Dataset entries
=== Section Start ===
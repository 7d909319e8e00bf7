use std::iter::FusedIterator;
use std::ptr;

use crate::raw::RawBuf;

/// Owning iterator over the elements of a [`Vector`](crate::Vector).
///
/// Created by [`Vector::into_iter`](crate::Vector::into_iter). Elements not
/// yielded are dropped with the iterator; the buffer is released last.
pub struct IntoIter<T> {
    buf: RawBuf<T>,
    /// Live elements are `buf[head..tail]`.
    head: usize,
    tail: usize,
}

impl<T> IntoIter<T> {
    pub(crate) const fn new(buf: RawBuf<T>, len: usize) -> Self {
        Self {
            buf,
            head: 0,
            tail: len,
        }
    }

    /// Returns the elements not yet yielded as a slice.
    #[must_use]
    pub const fn as_slice(&self) -> &[T] {
        // SAFETY: buf[head..tail] are initialized and owned by the iterator.
        unsafe { std::slice::from_raw_parts(self.buf.ptr().add(self.head), self.tail - self.head) }
    }
}

impl<T> Iterator for IntoIter<T> {
    type Item = T;

    fn next(&mut self) -> Option<T> {
        if self.head == self.tail {
            return None;
        }
        let slot = self.head;
        self.head += 1;
        // SAFETY: slot was live and is now outside the live range, so it is
        // read exactly once.
        Some(unsafe { self.buf.ptr().add(slot).read() })
    }

    fn size_hint(&self) -> (usize, Option<usize>) {
        let remaining = self.tail - self.head;
        (remaining, Some(remaining))
    }
}

impl<T> DoubleEndedIterator for IntoIter<T> {
    fn next_back(&mut self) -> Option<T> {
        if self.head == self.tail {
            return None;
        }
        self.tail -= 1;
        // SAFETY: same as `next`.
        Some(unsafe { self.buf.ptr().add(self.tail).read() })
    }
}

impl<T> ExactSizeIterator for IntoIter<T> {}

impl<T> FusedIterator for IntoIter<T> {}

impl<T> Drop for IntoIter<T> {
    fn drop(&mut self) {
        let remaining = ptr::slice_from_raw_parts_mut(
            // SAFETY: head <= tail <= capacity.
            unsafe { self.buf.ptr().add(self.head) },
            self.tail - self.head,
        );
        // SAFETY: the remaining range is live and never read again. The
        // buffer itself is released by RawBuf's drop afterwards.
        unsafe { ptr::drop_in_place(remaining) }
    }
}

impl<T: std::fmt::Debug> std::fmt::Debug for IntoIter<T> {
    fn fmt(&self, f: &mut std::fmt::Formatter<'_>) -> std::fmt::Result {
        f.debug_tuple("IntoIter").field(&self.as_slice()).finish()
    }
}
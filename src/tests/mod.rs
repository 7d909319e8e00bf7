use std::cell::Cell;
use std::rc::Rc;

use super::*;

#[derive(Clone)]
struct Tracked(Rc<Cell<u32>>);

impl Drop for Tracked {
    fn drop(&mut self) {
        self.0.set(self.0.get() + 1);
    }
}

/// Collects `v` by walking its cursors front to back.
fn forward<T: Copy>(v: &Vector<T>) -> Vec<T> {
    let mut out = Vec::new();
    let mut it = v.begin();
    while it != v.end() {
        out.push(unsafe { *it.get() });
        it.inc();
    }
    out
}

/// Collects `v` by walking its cursors back to front.
fn backward<T: Copy>(v: &Vector<T>) -> Vec<T> {
    let mut out = Vec::new();
    let mut it = v.rbegin();
    while it != v.rend() {
        out.push(unsafe { *it.get() });
        it.inc();
    }
    out
}

mod cursor;
mod rev_cursor;
/// Raw value interpretation.
#[derive(Debug, Clone, Copy, PartialEq, Eq)]
pub enum RawFormat {
    /// Not set at this tier.
    Default,
    Raw8,
    Raw16,
    Raw48,
    Hex48,
    Raw56,
    Hex56,
    Raw64,
    Hex64,
    Raw16OptRaw16,
    Raw16OptAvg16,
    Raw24OptRaw8,
    Raw24DivRaw24,
    Raw24DivRaw32,
    Sec2Hour,
    Min2Hour,
    HalfMin2Hour,
    Msec24Hour32,
    TempMinMax,
    Temp10x,
}

const FORMAT_NAMES: &[(&str, RawFormat)] = &[
    ("raw8",         RawFormat::Raw8),
    ("raw16",        RawFormat::Raw16),
    ("raw48",        RawFormat::Raw48),
    ("hex48",        RawFormat::Hex48),
    ("raw56",        RawFormat::Raw56),
    ("hex56",        RawFormat::Hex56),
    ("raw64",        RawFormat::Raw64),
    ("hex64",        RawFormat::Hex64),
    ("raw16(raw16)", RawFormat::Raw16OptRaw16),
    ("raw16(avg16)", RawFormat::Raw16OptAvg16),
    ("raw24(raw8)",  RawFormat::Raw24OptRaw8),
    ("raw24/raw24",  RawFormat::Raw24DivRaw24),
    ("raw24/raw32",  RawFormat::Raw24DivRaw32),
    ("sec2hour",     RawFormat::Sec2Hour),
    ("min2hour",     RawFormat::Min2Hour),
    ("halfmin2hour", RawFormat::HalfMin2Hour),
    ("msec24hour32", RawFormat::Msec24Hour32),
    ("tempminmax",   RawFormat::TempMinMax),
    ("temp10x",      RawFormat::Temp10x),
];

/// Old single-word vendor options and what they mean today.
const LEGACY_ALIASES: &[(&str, &str)] = &[
    ("9,halfminutes",               "9,halfmin2hour,Power_On_Half_Minutes"),
    ("9,minutes",                   "9,min2hour,Power_On_Minutes"),
    ("9,seconds",                   "9,sec2hour,Power_On_Seconds"),
    ("9,temp",                      "9,tempminmax,Temperature_Celsius"),
    ("192,emergencyretractcyclect", "192,raw48,Emerg_Retract_Cycle_Ct"),
    ("193,loadunload",              "193,raw24/raw24"),
    ("194,10xCelsius",              "194,temp10x,Temperature_Celsius_x10"),
    ("194,unknown",                 "194,raw48,Unknown_Attribute"),
    ("197,increasing",              "197,raw48+,Total_Pending_Sectors"),
    ("198,offlinescanuncsectorct",  "198,raw48,Offline_Scan_UNC_SectCt"),
    ("198,increasing",              "198,raw48+,Total_Offl_Uncorrectabl"),
    ("200,writeerrorcount",         "200,raw48,Write_Error_Count"),
    ("201,detectedtacount",         "201,raw48,Detected_TA_Count"),
    ("220,temp",                    "220,tempminmax,Temperature_Celsius"),
];

/// Built-in names and formats for the well-known ids.
const DEFAULT_TABLE: &[&str] = &[
    "1,raw48,Raw_Read_Error_Rate",
    "2,raw48,Throughput_Performance",
    "3,raw16(avg16),Spin_Up_Time",
    "4,raw48,Start_Stop_Count",
    "5,raw16(raw16),Reallocated_Sector_Ct",
    "6,raw48,Read_Channel_Margin,HDD",
    "7,raw48,Seek_Error_Rate,HDD",
    "8,raw48,Seek_Time_Performance,HDD",
    "9,raw24(raw8),Power_On_Hours",
    "10,raw48,Spin_Retry_Count,HDD",
    "11,raw48,Calibration_Retry_Count,HDD",
    "12,raw48,Power_Cycle_Count",
    "13,raw48,Read_Soft_Error_Rate",
    "175,raw48,Program_Fail_Count_Chip,SSD",
    "176,raw48,Erase_Fail_Count_Chip,SSD",
    "177,raw48,Wear_Leveling_Count,SSD",
    "178,raw48,Used_Rsvd_Blk_Cnt_Chip,SSD",
    "179,raw48,Used_Rsvd_Blk_Cnt_Tot,SSD",
    "180,raw48,Unused_Rsvd_Blk_Cnt_Tot,SSD",
    "181,raw48,Program_Fail_Cnt_Total",
    "182,raw48,Erase_Fail_Count_Total,SSD",
    "183,raw48,Runtime_Bad_Block",
    "184,raw48,End-to-End_Error",
    "187,raw48,Reported_Uncorrect",
    "188,raw48,Command_Timeout",
    "189,raw48,High_Fly_Writes,HDD",
    "190,tempminmax,Airflow_Temperature_Cel",
    "191,raw48,G-Sense_Error_Rate,HDD",
    "192,raw48,Power-Off_Retract_Count",
    "193,raw48,Load_Cycle_Count,HDD",
    "194,tempminmax,Temperature_Celsius",
    "195,raw48,Hardware_ECC_Recovered",
    "196,raw16(raw16),Reallocated_Event_Count",
    "197,raw48,Current_Pending_Sector",
    "198,raw48,Offline_Uncorrectable",
    "199,raw48,UDMA_CRC_Error_Count",
    "200,raw48,Multi_Zone_Error_Rate,HDD",
    "201,raw48,Soft_Read_Error_Rate,HDD",
    "202,raw48,Data_Address_Mark_Errs,HDD",
    "203,raw48,Run_Out_Cancel",
    "204,raw48,Soft_ECC_Correction",
    "205,raw48,Thermal_Asperity_Rate",
    "206,raw48,Flying_Height,HDD",
    "207,raw48,Spin_High_Current,HDD",
    "208,raw48,Spin_Buzz,HDD",
    "209,raw48,Offline_Seek_Performnce,HDD",
    "220,raw48,Disk_Shift,HDD",
    "221,raw48,G-Sense_Error_Rate,HDD",
    "222,raw48,Loaded_Hours,HDD",
    "223,raw48,Load_Retry_Count,HDD",
    "224,raw48,Load_Friction,HDD",
    "225,raw48,Load_Cycle_Count,HDD",
    "226,raw48,Load-in_Time,HDD",
    "227,raw48,Torq-amp_Count,HDD",
    "228,raw48,Power-off_Retract_Count",
    "230,raw48,Head_Amplitude,HDD",
    "231,raw48,Temperature_Celsius,HDD",
    "232,raw48,Available_Reservd_Space",
    "233,raw48,Media_Wearout_Indicator,SSD",
    "240,raw24(raw8),Head_Flying_Hours,HDD",
    "241,raw48,Total_LBAs_Written",
    "242,raw48,Total_LBAs_Read",
    "250,raw48,Read_Error_Retry_Rate",
    "254,raw48,Free_Fall_Sensor,HDD",
];

impl RawFormat {
    pub fn parse(name: &str) -> Option<Self> {
        FORMAT_NAMES.iter().find(|(n, _)| *n == name).map(|(_, f)| *f)
    }

    pub fn name(&self) -> &'static str {
        FORMAT_NAMES
            .iter()
            .find(|(_, f)| f == self)
            .map(|(n, _)| *n)
            .unwrap_or("default")
    }

    /// Byte order used when a definition does not give one.
    fn default_byteorder(&self) -> &'static str {
        match self {
            RawFormat::Raw64 | RawFormat::Hex64 => "543210wv",
            RawFormat::Raw56 | RawFormat::Hex56 | RawFormat::Raw24DivRaw32 | RawFormat::Msec24Hour32 => "r543210",
            _ => "543210",
        }
    }
}

/// Display flags of one definition.
#[derive(Debug, Clone, Copy, Default, PartialEq, Eq)]
pub struct AttrFlags(u8);

impl AttrFlags {
    /// Raw value never decreases (reallocated/pending counts).
    pub const INCREASING:  AttrFlags = AttrFlags(0x01);
    /// Normalized value is meaningless.
    pub const NO_NORMVAL:  AttrFlags = AttrFlags(0x02);
    /// Worst value is meaningless.
    pub const NO_WORSTVAL: AttrFlags = AttrFlags(0x04);
    pub const HDD_ONLY:    AttrFlags = AttrFlags(0x08);
    pub const SSD_ONLY:    AttrFlags = AttrFlags(0x10);

    pub fn contains(&self, other: AttrFlags) -> bool {
        self.0 & other.0 == other.0
    }

    pub fn insert(&mut self, other: AttrFlags) {
        self.0 |= other.0;
    }
}

/// Tier a definition was set at.
#[derive(Debug, Clone, Copy, Default, PartialEq, Eq, PartialOrd, Ord)]
pub enum Priority {
    #[default]
    Default,
    Database,
    User,
}
//! Error type shared by the codec, decoders, monitor and transports.

use std::io;
use std::path::PathBuf;

pub type Result<T> = std::result::Result<T, SmartError>;

#[derive(thiserror::Error, Debug)]
pub enum SmartError {
    // ── I/O ──────────────────────────────────────────────────────────
    #[error("I/O error: {0}")]
    Io(#[from] io::Error),

    #[error("{}: {source}", path.display())]
    File {
        path: PathBuf,
        source: io::Error,
    },

    // ── Device data ──────────────────────────────────────────────────
    #[error("{what}: got {len} bytes, expected {expected}")]
    ShortBuffer {
        what: &'static str,
        len: usize,
        expected: usize,
    },

    #[error("{what}: checksum error in {bad} of {sectors} sector(s)")]
    Checksum {
        what: &'static str,
        bad: usize,
        sectors: usize,
    },

    #[error("{log}: {reason}")]
    Decode {
        log: &'static str,
        reason: String,
    },

    // ── Transport ────────────────────────────────────────────────────
    #[error("{0}: not supported by device")]
    NotSupported(String),

    #[error("{op} failed: {reason}")]
    Transport {
        op: String,
        reason: String,
    },

    // ── Configuration ────────────────────────────────────────────────
    #[error("invalid vendor attribute definition '{0}'")]
    AttrDef(String),

    #[error("unknown firmware bug '{0}' (valid: none, nologdir, samsung, samsung2, samsung3, xerrorlba, noswap)")]
    FirmwareBug(String),

    #[error("invalid test schedule '{pattern}': {source}")]
    Schedule {
        pattern: String,
        source: regex::Error,
    },

    #[error("{}: format error", path.display())]
    StateFormat { path: PathBuf },

    #[error("configuration error: {0}")]
    Config(String),
}

impl SmartError {
    pub fn decode(log: &'static str, reason: impl Into<String>) -> Self {
        SmartError::Decode { log, reason: reason.into() }
    }

    /// True if the device lacks the capability, as opposed to a transient failure.
    pub fn is_not_supported(&self) -> bool {
        matches!(self, SmartError::NotSupported(_))
    }
}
=== Section End ===
(Task brief) Copy out the lines of the data where the string "RawBuf" occurs.

(Reply to the task)
use crate::raw::RawBuf;
    buf: RawBuf<T>,
    pub(crate) const fn new(buf: RawBuf<T>, len: usize) -> Self {
        // buffer itself is released by RawBuf's drop afterwards.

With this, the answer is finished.